Myanmar is a changing place, a country tentatively opening itself up to the rest of the world. The military has stepped back from its total control of the government, after a half-century of rule that sanctioned the murder and rape of opponents and minority groups. Aung San Suu Kyi, the Nobel Prize–winning activist — known simply as "The Lady" in Myanmar — is now the state counselor, a role akin to prime minister. It was unthinkable ten years ago, but the government is starting peace talks with opposition groups and sent a solicitous delegation to hear out Myanmar women's concerns at the UN's Committee on the Elimination of Discrimination Against Women.
Shifts in the culture, however, can be slower. In Myanmar, women still deal with the stigma that their bodies are dirty, with periods being especially taboo. Sex education is considered a Western practice, but one social activist and her organization are trying to change how women think of their bodies and empower them to take on traditionally male jobs.
In 2008, Daw Htar Htar had a chance meeting with an Israeli tourist who was a sex therapist. She was 35 and a mother of a nine-month-old, but Htar realized how little she knew about her own body.
"That was a turning point of my whole life," she said.
In 2010 she started Akhaya, an organization that offers sex-education workshops where women can talk with one another about their bodies and sex. In the workshops, women are told they aren't second-class citizens and are encouraged to feel proud of their bodies.
"We tell them, 'You're valuable, you're not dirty, you're not low,'" she said.
Akhaya has a lot of work to do. Women aren't taught about their bodies or sexuality in school or at home. There isn't even a word for "vagina" in the Burmese language, one of the most common languages in Myanmar (they use a word that means "women's body" when referring to it). Women keep their sarongs and underwear separate from men's clothing when doing the wash and hang them on lower lines. There's a whole industry surrounding this idea that women are dirty. There are ads around the country for a product called Kathy Pan, which supposedly cleans vaginas. Some women have tried to use Kathy Pan to end pregnancies since abortions are generally illegal in Myanmar.
"There are a lot of myths and prejudices around sex and sexuality," Htar said.
The workshops, run over four days, cover a lot of territory, with attendees ranging from fourteen-year-old girls to menopausal Buddhist nuns. Women are sent home with mirrors so they can look at their vaginas. Htar said many women did not know what that part of their body looked like.
"I think a few look," she said with a laugh.
Akhaya is part of a blossoming of women's groups that sprung up after the end of military rule in 2011. There are at least 170 organizations working on getting more women elected so they can prioritize ending domestic violence.

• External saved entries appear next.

//! Error types module
//!
//! All request-level failures are unified under `AppError`. Each variant
//! self-describes its HTTP presentation through `ErrorMetadata`.
//!
//! Consistency violations between the record store and the storage backend
//! (orphaned blobs, dangling records) are not errors: they are reported as
//! `Inconsistency` values by the reconciliation sweep.

use std::io;

#[cfg(feature = "sqlx")]
use sqlx::Error as SqlxError;

/// Log level for error reporting
#[derive(Debug, Clone, Copy, PartialEq, Eq)]
pub enum LogLevel {
    /// Debug level - for expected errors like validation failures
    Debug,
    /// Warning level - for recoverable issues
    Warn,
    /// Error level - for unexpected failures
    Error,
}

/// Metadata for error responses - defines how an error should be presented
pub trait ErrorMetadata {
    /// HTTP status code to return
    fn http_status_code(&self) -> u16;

    /// Machine-readable error code (e.g., "DATABASE_ERROR")
    fn error_code(&self) -> &'static str;

    /// Whether this error is recoverable (can be retried)
    fn is_recoverable(&self) -> bool;

    /// Suggested action for the client
    fn suggested_action(&self) -> Option<&'static str>;

    /// Client-facing message (may differ from internal error message)
    fn client_message(&self) -> String;

    /// Whether details should be hidden from clients
    fn is_sensitive(&self) -> bool;

    /// Log level for this error
    fn log_level(&self) -> LogLevel;
}

#[derive(Debug, thiserror::Error)]
pub enum AppError {
    #[cfg(feature = "sqlx")]
    #[error("Database error: {0}")]
    Database(#[source] SqlxError),

    #[cfg(not(feature = "sqlx"))]
    #[error("Database error: {0}")]
    Database(String),

    #[error("Unsupported file type '.{extension}' for file '{filename}'")]
    UnsupportedFileType { filename: String, extension: String },

    #[error("Invalid input: {0}")]
    InvalidInput(String),

    #[error("Not found: {0}")]
    NotFound(String),

    #[error("Unsupported operation: {0}")]
    UnsupportedOperation(String),

    #[error("Duplicate storage key: {0}")]
    DuplicateKey(String),

    #[error("Storage backend unavailable: {message}")]
    BackendUnavailable { message: String, retryable: bool },

    #[error("File too large: {0}")]
    PayloadTooLarge(String),

    #[error("Internal error: {0}")]
    Internal(String),

    #[error("Internal error with source")]
    InternalWithSource {
        message: String,
        #[source]
        source: anyhow::Error,
    },

    #[error("Failed to store '{filename}'")]
    FileFailed {
        filename: String,
        #[source]
        source: Box<AppError>,
    },
}

#[cfg(feature = "sqlx")]
impl From<SqlxError> for AppError {
    fn from(err: SqlxError) -> Self {
        AppError::Database(err)
    }
}

impl From<anyhow::Error> for AppError {
    fn from(err: anyhow::Error) -> Self {
        AppError::InternalWithSource {
            message: err.to_string(),
            source: err,
        }
    }
}

impl From<io::Error> for AppError {
    fn from(err: io::Error) -> Self {
        AppError::Internal(format!("IO error: {}", err))
    }
}

/// Static metadata for each variant: (http_status, error_code, recoverable, suggested_action, sensitive, log_level).
fn app_error_static_metadata(
    err: &AppError,
) -> (
    u16,
    &'static str,
    bool,
    Option<&'static str>,
    bool,
    LogLevel,
) {
    match err {
        AppError::Database(_) => (
            500,
            "DATABASE_ERROR",
            true,
            Some("Retry after a short delay"),
            true,
            LogLevel::Error,
        ),
        AppError::UnsupportedFileType { .. } => (
            400,
            "UNSUPPORTED_FILE_TYPE",
            false,
            Some("Upload a .png, .gif, .jpg, .jpeg, .doc, .docx or .pdf file"),
            false,
            LogLevel::Debug,
        ),
        AppError::InvalidInput(_) => (
            400,
            "INVALID_INPUT",
            false,
            Some("Check request parameters and try again"),
            false,
            LogLevel::Debug,
        ),
        AppError::NotFound(_) => (
            404,
            "NOT_FOUND",
            false,
            Some("Verify the storage key exists"),
            false,
            LogLevel::Debug,
        ),
        AppError::UnsupportedOperation(_) => (
            404,
            "UNSUPPORTED_OPERATION",
            false,
            Some("Fetch the file from its url instead"),
            false,
            LogLevel::Debug,
        ),
        AppError::DuplicateKey(_) => (
            409,
            "DUPLICATE_KEY",
            true,
            Some("Retry the upload"),
            false,
            LogLevel::Warn,
        ),
        AppError::BackendUnavailable { retryable, .. } => (
            503,
            "BACKEND_UNAVAILABLE",
            *retryable,
            if *retryable {
                Some("Retry after a short delay")
            } else {
                Some("Contact support if this error persists")
            },
            true,
            LogLevel::Error,
        ),
        AppError::PayloadTooLarge(_) => (
            413,
            "PAYLOAD_TOO_LARGE",
            false,
            Some("Reduce file size"),
            false,
            LogLevel::Debug,
        ),
        AppError::Internal(_) | AppError::InternalWithSource { .. } => (
            500,
            "INTERNAL_ERROR",
            true,
            Some("Retry after a short delay"),
            true,
            LogLevel::Error,
        ),
        AppError::FileFailed { source, .. } => app_error_static_metadata(source),
    }
}

impl AppError {
    /// Get the error type name for detailed error responses
    pub fn error_type(&self) -> &str {
        match self {
            AppError::Database(_) => "Database",
            AppError::UnsupportedFileType { .. } => "UnsupportedFileType",
            AppError::InvalidInput(_) => "InvalidInput",
            AppError::NotFound(_) => "NotFound",
            AppError::UnsupportedOperation(_) => "UnsupportedOperation",
            AppError::DuplicateKey(_) => "DuplicateKey",
            AppError::BackendUnavailable { .. } => "BackendUnavailable",
            AppError::PayloadTooLarge(_) => "PayloadTooLarge",
            AppError::Internal(_) => "Internal",
            AppError::InternalWithSource { .. } => "Internal",
            AppError::FileFailed { source, .. } => source.error_type(),
        }
    }

    /// Name of the file this error is attributed to, if any.
    pub fn filename(&self) -> Option<&str> {
        match self {
            AppError::UnsupportedFileType { filename, .. } | AppError::FileFailed { filename, .. } => {
                Some(filename)
            }
            _ => None,
        }
    }

    /// Attribute this error to a specific file of a batch.
    pub fn for_file(self, filename: impl Into<String>) -> Self {
        match self {
            err @ (AppError::UnsupportedFileType { .. } | AppError::FileFailed { .. }) => err,
            other => AppError::FileFailed {
                filename: filename.into(),
                source: Box::new(other),
            },
        }
    }

    /// Get detailed error information including error chain
    pub fn detailed_message(&self) -> String {
        use std::error::Error;

        let mut details = self.to_string();

        let mut source = self.source();
        let mut depth = 0;
        while let Some(err) = source {
            depth += 1;
            if depth > 5 {
                details.push_str("\n  ... (truncated)");
                break;
            }
            details.push_str(&format!("\n  Caused by: {}", err));
            source = err.source();
        }

        details
    }
}

impl ErrorMetadata for AppError {
    fn http_status_code(&self) -> u16 {
        app_error_static_metadata(self).0
    }

    fn error_code(&self) -> &'static str {
        app_error_static_metadata(self).1
    }

    fn is_recoverable(&self) -> bool {
        app_error_static_metadata(self).2
    }

    fn suggested_action(&self) -> Option<&'static str> {
        app_error_static_metadata(self).3
    }

    fn is_sensitive(&self) -> bool {
        app_error_static_metadata(self).4
    }

    fn log_level(&self) -> LogLevel {
        app_error_static_metadata(self).5
    }

    fn client_message(&self) -> String {
        match self {
            AppError::Database(_) => "Failed to access database".to_string(),
            AppError::UnsupportedFileType {
                filename,
                extension,
            } => {
                if extension.is_empty() {
                    format!("File '{}' has no extension", filename)
                } else {
                    format!(
                        "File type '.{}' is not allowed (file '{}')",
                        extension, filename
                    )
                }
            }
            AppError::InvalidInput(ref msg) => msg.clone(),
            AppError::NotFound(ref msg) => msg.clone(),
            AppError::UnsupportedOperation(ref msg) => msg.clone(),
            AppError::DuplicateKey(_) => "Storage key collision, please retry".to_string(),
            AppError::BackendUnavailable { .. } => "Storage backend unavailable".to_string(),
            AppError::PayloadTooLarge(ref msg) => msg.clone(),
            AppError::Internal(_) => "Internal server error".to_string(),
            AppError::InternalWithSource { .. } => "Internal server error".to_string(),
            AppError::FileFailed { filename, source } => {
                format!("{}: {}", filename, source.client_message())
            }
        }
    }
}

#[cfg(test)]
mod tests {
    use super::*;

    #[test]
    fn test_error_metadata_database() {
        #[cfg(feature = "sqlx")]
        let err = AppError::from(sqlx::Error::PoolClosed);
        #[cfg(not(feature = "sqlx"))]
        let err = AppError::Database("pool closed".to_string());
        assert_eq!(err.http_status_code(), 500);
        assert_eq!(err.error_code(), "DATABASE_ERROR");
        assert!(err.is_recoverable());
        assert_eq!(err.client_message(), "Failed to access database");
        assert!(err.is_sensitive());
        assert_eq!(err.log_level(), LogLevel::Error);
    }

    #[test]
    fn test_error_metadata_unsupported_file_type() {
        let err = AppError::UnsupportedFileType {
            filename: "notes.txt".to_string(),
            extension: "txt".to_string(),
        };
        assert_eq!(err.http_status_code(), 400);
        assert_eq!(err.error_code(), "UNSUPPORTED_FILE_TYPE");
        assert!(!err.is_recoverable());
        assert!(err.client_message().contains(".txt"));
        assert!(err.client_message().contains("notes.txt"));
        assert!(!err.is_sensitive());
        assert_eq!(err.filename(), Some("notes.txt"));
    }

    #[test]
    fn test_error_metadata_missing_extension() {
        let err = AppError::UnsupportedFileType {
            filename: "README".to_string(),
            extension: String::new(),
        };
        assert_eq!(err.client_message(), "File 'README' has no extension");
    }

    #[test]
    fn test_error_metadata_not_found_and_unsupported_operation() {
        let not_found = AppError::NotFound("Upload not found".to_string());
        assert_eq!(not_found.http_status_code(), 404);
        assert_eq!(not_found.error_code(), "NOT_FOUND");
        assert_eq!(not_found.client_message(), "Upload not found");

        let unsupported = AppError::UnsupportedOperation("direct read".to_string());
        assert_eq!(unsupported.http_status_code(), 404);
        assert_eq!(unsupported.error_code(), "UNSUPPORTED_OPERATION");
        assert_eq!(unsupported.log_level(), LogLevel::Debug);
    }

    #[test]
    fn test_backend_unavailable_hides_details() {
        let err = AppError::BackendUnavailable {
            message: "timeout talking to http://minio:9000/secret-bucket".to_string(),
            retryable: true,
        };
        assert_eq!(err.http_status_code(), 503);
        assert!(err.is_recoverable());
        assert!(err.is_sensitive());
        assert_eq!(err.client_message(), "Storage backend unavailable");

        let fatal = AppError::BackendUnavailable {
            message: "permission denied: /var/lib/stowage".to_string(),
            retryable: false,
        };
        assert!(!fatal.is_recoverable());
        assert!(!fatal.client_message().contains("/var/lib"));
    }

    #[test]
    fn test_file_failed_delegates_to_source() {
        let err = AppError::BackendUnavailable {
            message: "connection reset".to_string(),
            retryable: true,
        }
        .for_file("report.pdf");

        assert_eq!(err.http_status_code(), 503);
        assert_eq!(err.error_code(), "BACKEND_UNAVAILABLE");
        assert_eq!(err.error_type(), "BackendUnavailable");
        assert_eq!(err.filename(), Some("report.pdf"));
        assert_eq!(
            err.client_message(),
            "report.pdf: Storage backend unavailable"
        );
        assert!(err.detailed_message().contains("connection reset"));
    }

    #[test]
    fn test_for_file_does_not_double_wrap() {
        let err = AppError::Internal("boom".to_string())
            .for_file("a.png")
            .for_file("b.png");
        assert_eq!(err.filename(), Some("a.png"));
    }

    #[test]
    fn test_error_metadata_suggested_actions() {
        let err1 = AppError::DuplicateKey("abc_photo.png".to_string());
        assert_eq!(err1.suggested_action(), Some("Retry the upload"));

        let err2 = AppError::NotFound("test".to_string());
        assert_eq!(
            err2.suggested_action(),
            Some("Verify the storage key exists")
        );

        let err3 = AppError::InvalidInput("test".to_string());
        assert_eq!(
            err3.suggested_action(),
            Some("Check request parameters and try again")
        );
    }
}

"We have a very vital and active women's-rights movement in Myanmar now," said Jo Hayter, the chief executive officer of International Women's Development Agency.
For Htar, the next step after teaching women their worth was to put equality in practice while taking into consideration what is considered taboo. She started SHE-smiths to train women in the craft of silversmithing, a job until recently done only by men. Smiths, who often handle gems that are used in jewelry that carry religious significance for the wearer, haven't been women because they are viewed as unclean and unworthy to touch those gems when they are on their periods.
One such piece is the nawarat, which is a ring or pendant set with nine gems: a diamond, pearl, cat's eye, zircon, emerald, topaz, blue sapphire, coral, and ruby. Some people believe the nawarat brings fortune and power to the wearer, and there are many rules surrounding how and when the gems are selected and set. The SHE-smith trainees are learning to do it all.